El cine de Naomi Kawase es muy bonito de ver. Aguas tranquilas encaja perfectamente en esa forma de entender su trabajo como autora. Pero al mismo tiempo deja una sensación extraña, porque todo parece más vacío de lo que resulta en una primera impresión. Hay belleza, pero no muestra tantas cosas ni son tan precisas como puede llegar a parecer por momento. La película, una mezcla entre la vida y la muerte como tema esencial y el poder de la naturaleza como eje entre ambas, es lenta, no ofrece una inmersión inmediata sino que propone un proceso calmado y pausado, mucho, quizá demasiado, y no termina de arrancar hasta el último tercio, donde sí se ven el acierto en las metáforas que intenta plantear, el conflicto en las relaciones entre los personajes y una fuerza que busca sin tanto éxito desde el principio del filme. No es nada despreciable Aguas tranquilas, pero al mismo tiempo es una película que representa un desafío demasiado rocoso para las pretensiones que parece tener.
Y es que el enganche inicial parece sencillo, con dos adolescentes, un chico y una chica, entre los que claramente hay algo más que amistad aunque sus expresiones sean tímidas y contenidas. La película arranca, además, con una muerte, reforzando el interés de la autora en esa cuestión. Pero es una que acaba resultando muy insustancial para el resto de la historia, aunque resurja precisamente en los mejores momentos del filme. El interés de Kawase se mueve por otros terrenos, la dicotomía ya habitual en su cine entre la vida y la muerte deja paso a otras temas.

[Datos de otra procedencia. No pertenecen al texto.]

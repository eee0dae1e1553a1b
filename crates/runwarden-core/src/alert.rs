//! Operator-facing alerts raised by the stuck-run detector.

use std::fmt;

use chrono::{DateTime, Utc};
use serde::{Deserialize, Serialize};

use crate::ids::{AlertId, ProjectId, RunId, TaskId};

/// Condition an alert reports.
#[derive(Debug, Clone, Copy, PartialEq, Eq, Hash, Serialize, Deserialize)]
#[serde(rename_all = "SCREAMING_SNAKE_CASE")]
pub enum AlertKind {
    /// Running run with no activity for longer than the idle threshold.
    RunIdleTimeout,
    /// Running run repeating the same log messages.
    RunRepeatedAction,
    /// Task whose recent runs mostly failed.
    TaskHighErrorRate,
}

impl AlertKind {
    /// Wire name of the kind.
    pub fn as_str(&self) -> &'static str {
        match self {
            Self::RunIdleTimeout => "RUN_IDLE_TIMEOUT",
            Self::RunRepeatedAction => "RUN_REPEATED_ACTION",
            Self::TaskHighErrorRate => "TASK_HIGH_ERROR_RATE",
        }
    }
}

impl fmt::Display for AlertKind {
    fn fmt(&self, f: &mut fmt::Formatter<'_>) -> fmt::Result {
        f.write_str(self.as_str())
    }
}

/// Reconstructible de-duplication key for an alert condition.
///
/// The same condition always maps to the same source id, so at most one open
/// alert exists per condition.
#[derive(Debug, Clone, PartialEq, Eq, Hash, Serialize, Deserialize)]
#[serde(transparent)]
pub struct AlertSourceId(String);

impl AlertSourceId {
    pub fn idle_timeout(run_id: &RunId) -> Self {
        Self(format!("run_idle_timeout:{run_id}"))
    }

    pub fn repeated_action(run_id: &RunId) -> Self {
        Self(format!("run_repeated_action:{run_id}"))
    }

    pub fn high_error_rate(task_id: &TaskId) -> Self {
        Self(format!("task_high_error_rate:{task_id}"))
    }

    pub fn as_str(&self) -> &str {
        &self.0
    }
}

impl fmt::Display for AlertSourceId {
    fn fmt(&self, f: &mut fmt::Formatter<'_>) -> fmt::Result {
        f.write_str(&self.0)
    }
}

/// Alert lifecycle.
#[derive(Debug, Clone, Copy, PartialEq, Eq, Hash, Serialize, Deserialize)]
#[serde(rename_all = "snake_case")]
pub enum AlertStatus {
    Open,
    Resolved,
}

/// An inbox item for operators.
#[derive(Debug, Clone, PartialEq, Serialize, Deserialize)]
pub struct Alert {
    pub id: AlertId,
    pub project_id: ProjectId,
    pub kind: AlertKind,
    pub source_id: AlertSourceId,
    pub run_id: Option<RunId>,
    pub task_id: Option<TaskId>,
    pub title: String,
    pub body: String,
    pub status: AlertStatus,
    pub created_at: DateTime<Utc>,
    pub resolved_at: Option<DateTime<Utc>>,
}

impl Alert {
    /// Create an open alert.
    pub fn open(
        project_id: ProjectId,
        kind: AlertKind,
        source_id: AlertSourceId,
        title: impl Into<String>,
        body: impl Into<String>,
        created_at: DateTime<Utc>,
    ) -> Self {
        Self {
            id: AlertId::generate(),
            project_id,
            kind,
            source_id,
            run_id: None,
            task_id: None,
            title: title.into(),
            body: body.into(),
            status: AlertStatus::Open,
            created_at,
            resolved_at: None,
        }
    }

    /// Builder method to attach the run.
    pub fn with_run(mut self, run_id: RunId) -> Self {
        self.run_id = Some(run_id);
        self
    }

    /// Builder method to attach the task.
    pub fn with_task(mut self, task_id: TaskId) -> Self {
        self.task_id = Some(task_id);
        self
    }

    pub fn is_open(&self) -> bool {
        self.status == AlertStatus::Open
    }
}
//! Language-model provider capability.

use async_trait::async_trait;

use runwarden_core::{ProviderError, ProviderRequest, ProviderResponse};

/// Callback invoked with each streamed chunk.
pub type ChunkCallback<'a> = &'a (dyn Fn(&str) + Send + Sync);

/// Generates a response for a request, optionally streaming.
///
/// Adapters classify their own failures; the runtime trusts
/// [`ProviderError::retryable`] verbatim.
#[async_trait]
pub trait Provider: Send + Sync {
    /// Provider name used in logs.
    fn name(&self) -> &str;

    async fn generate(&self, request: &ProviderRequest) -> Result<ProviderResponse, ProviderError>;

    /// Stream the response, calling `on_chunk` for every piece of text.
    ///
    /// The returned response carries the full text and final usage.
    async fn generate_stream(
        &self,
        request: &ProviderRequest,
        on_chunk: ChunkCallback<'_>,
    ) -> Result<ProviderResponse, ProviderError> {
        let response = self.generate(request).await?;
        on_chunk(&response.text);
        Ok(response)
    }
}

/// Provider that answers with the prompt it was given.
///
/// Used by the `runwarden` binary to drive a seed plan without network access.
#[derive(Debug, Clone, Default)]
pub struct EchoProvider;

#[async_trait]
impl Provider for EchoProvider {
    fn name(&self) -> &str {
        "echo"
    }

    async fn generate(&self, request: &ProviderRequest) -> Result<ProviderResponse, ProviderError> {
        let token_in = request.prompt.split_whitespace().count() as u64;
        Ok(ProviderResponse {
            text: request.prompt.clone(),
            tool_calls: Vec::new(),
            usage: runwarden_core::Usage::new(token_in, token_in, 0.0),
        })
    }

    async fn generate_stream(
        &self,
        request: &ProviderRequest,
        on_chunk: ChunkCallback<'_>,
    ) -> Result<ProviderResponse, ProviderError> {
        for word in request.prompt.split_inclusive(' ') {
            on_chunk(word);
        }
        self.generate(request).await
    }
}

#[cfg(test)]
mod tests {
    use super::*;
    use std::sync::Mutex;

    #[tokio::test]
    async fn echo_streams_every_word() {
        let chunks = Mutex::new(Vec::new());
        let request = ProviderRequest::new("hello wide world").streaming();
        let response = EchoProvider
            .generate_stream(&request, &|c: &str| chunks.lock().unwrap().push(c.to_string()))
            .await
            .unwrap();

        assert_eq!(response.text, "hello wide world");
        assert_eq!(response.usage.token_in, 3);
        assert_eq!(chunks.lock().unwrap().concat(), "hello wide world");
    }
}
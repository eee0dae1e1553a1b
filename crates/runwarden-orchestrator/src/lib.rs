//! runwarden Orchestrator Library
//!
//! This crate drives tasks through agent runs: the versioned store, the task
//! service, the readiness scheduler, the runtime execution service, and the
//! stuck-run detector, plus the supervisor loops that tie them together.

pub mod clock;
pub mod config;
pub mod detector;
pub mod error;
pub mod events;
pub mod fault;
pub mod provider;
pub mod redact;
pub mod retry;
pub mod runtime;
pub mod scheduler;
pub mod seed;
pub mod store;
pub mod supervisor;
pub mod tasks;

pub use clock::{Clock, ManualClock, SystemClock};
pub use config::{Config, DetectorConfig, RetryConfig};
pub use detector::{StuckRunDetector, SweepReport};
pub use error::OrchestratorError;
pub use events::{EventBus, EventSink};
pub use fault::{FaultInjector, FaultPoint, InjectedFault, NoopFaultInjector, ScriptedFaultInjector};
pub use provider::{EchoProvider, Provider};
pub use retry::RetryPolicy;
pub use runtime::{ExecutionOutcome, RecoveryReport, RuntimeService};
pub use scheduler::ReadinessScheduler;
pub use seed::{SeedError, SeedPlan};
pub use store::{InMemoryStore, Store, StoreError};
pub use supervisor::Supervisor;
pub use tasks::TaskService;
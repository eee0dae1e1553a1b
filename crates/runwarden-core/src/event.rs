//! Event records emitted on every state change and alert.

use chrono::{DateTime, Utc};
use serde::{Deserialize, Serialize};

use crate::ids::{EventId, ProjectId, RunId, TaskId};
use crate::{RunStatus, TaskStatus};

/// An event record observed by dashboards and stream subscribers.
#[derive(Debug, Clone, PartialEq, Serialize, Deserialize)]
pub struct EventRecord {
    /// Unique event identifier.
    pub id: EventId,
    /// Project the event belongs to.
    pub project_id: ProjectId,
    /// Type of event.
    pub event_type: EventType,
    /// Event-specific payload.
    pub payload: serde_json::Value,
    /// Correlation id supplied by the caller.
    pub trace_id: Option<String>,
    /// When the event was emitted.
    pub created_at: DateTime<Utc>,
}

impl EventRecord {
    /// Create a new event record.
    pub fn new(
        project_id: ProjectId,
        event_type: EventType,
        payload: serde_json::Value,
        trace_id: Option<String>,
        created_at: DateTime<Utc>,
    ) -> Self {
        Self {
            id: EventId::generate(),
            project_id,
            event_type,
            payload,
            trace_id,
            created_at,
        }
    }

    /// Create a `task_status_changed` event.
    pub fn task_status_changed(
        project_id: ProjectId,
        change: &TaskStatusChanged,
        trace_id: Option<String>,
        created_at: DateTime<Utc>,
    ) -> Self {
        Self::new(
            project_id,
            EventType::TaskStatusChanged,
            to_payload(change),
            trace_id,
            created_at,
        )
    }

    /// Create a `run_status_changed` event.
    pub fn run_status_changed(
        project_id: ProjectId,
        change: &RunStatusChanged,
        trace_id: Option<String>,
        created_at: DateTime<Utc>,
    ) -> Self {
        Self::new(
            project_id,
            EventType::RunStatusChanged,
            to_payload(change),
            trace_id,
            created_at,
        )
    }

    /// Decode the payload of a `task_status_changed` event.
    pub fn as_task_status_changed(&self) -> Option<TaskStatusChanged> {
        if self.event_type != EventType::TaskStatusChanged {
            return None;
        }
        serde_json::from_value(self.payload.clone()).ok()
    }

    /// Decode the payload of a `run_status_changed` event.
    pub fn as_run_status_changed(&self) -> Option<RunStatusChanged> {
        if self.event_type != EventType::RunStatusChanged {
            return None;
        }
        serde_json::from_value(self.payload.clone()).ok()
    }
}

fn to_payload<T: Serialize>(value: &T) -> serde_json::Value {
    serde_json::to_value(value).unwrap_or(serde_json::Value::Null)
}

/// Type of event.
#[derive(Debug, Clone, Copy, Serialize, Deserialize, PartialEq, Eq, Hash)]
#[serde(rename_all = "snake_case")]
pub enum EventType {
    TaskCreated,
    TaskStatusChanged,
    TaskDeleted,
    DependencyAdded,
    RunCreated,
    RunStatusChanged,
    RunResultLogged,
    AlertRaised,
    AlertResolved,
}

/// Fixed payload of `task_status_changed`.
#[derive(Debug, Clone, PartialEq, Serialize, Deserialize)]
pub struct TaskStatusChanged {
    pub task_id: TaskId,
    pub previous_status: TaskStatus,
    pub new_status: TaskStatus,
    pub actor: String,
    pub version: u64,
}

/// Fixed payload of `run_status_changed`.
#[derive(Debug, Clone, PartialEq, Serialize, Deserialize)]
pub struct RunStatusChanged {
    pub run_id: RunId,
    pub task_id: TaskId,
    pub previous_status: RunStatus,
    pub new_status: RunStatus,
    pub actor: String,
    pub attempt: u32,
    pub version: u64,
    #[serde(default, skip_serializing_if = "Option::is_none")]
    pub error_code: Option<String>,
}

Y es que, en realidad, y quizá de eso se acaba dando cuenta algo demasiado tarde, Aguas tranquilas se mueve mucho mejor en su análisis del amor, de las distintas clases de amor. Las dos familias que contrapone, las de los chavales protagonistas, también la relación que hay entre ellos dos, se acaban convirtiendo en el eje central de lo más sobresaliente de la película, porque es lo que sí consigue desbordar emoción en el acto final.
Hasta llegar ahí, es indudable la fascinación que pueden llegar a producir las imágenes de la película (aunque paradójicamente, las mejores escenas bajo el agua, de una textura casi onírica, llegan al final). Pero, como suele ser habitual, la duda es lícita: ¿es un acierto de Kawase como cineasta o es una simple admiración hacia el poder de la naturaleza? En muchas ocasiones es más fácil decantarse por lo segundo, porque las metáforas que intenta plantear la directora no terminan de funcionar con la misma facilidad en esos dos primeros actos que en el tercero, que es cuando se desencadena la tormenta, la física y la emocional. Ahí sí, ahí llega a su apogeo la película, las relaciones entre todos los personajes encuentran puntos culminantes además muy diferentes entre sí, expresiones absolutas del tipo de amor que se profesan, y ahí sí se logra esa comunión entre la imagen y la palabra, entre el fondo y la forma, entre los personajes y lo que se mueve a su alrededor.
La sensibilidad de Aguas tranquilas es muy propia del cine japonés, y por tanto su tono, su ritmo y sus personajes no cogerán por sorpresa a quienes estén acostumbrados a ver películas de este estilo, intimistas, lentas y con pretensiones metafóricas de diferente grado de dificultad. Por eso es fácil que el filme encuentre seguidores de la misma forma que habrá espectadores que consideren prácticamente imposible la conexión con esta narrativa. En todo caso, y sobre todo viendo la fuerza que sí logra adquirir la película en el tramo final, queda la sensación de que hay más vacío de lo que parece. No es que falten emociones, es que se muestran demasiado tarde y después de muchos minutos en los que la pretensión principal parece dejarse envolver por el entorno antes que entrar en el corazón de los personajes, que es lo que a la postre termina convenciendo con más contundencia.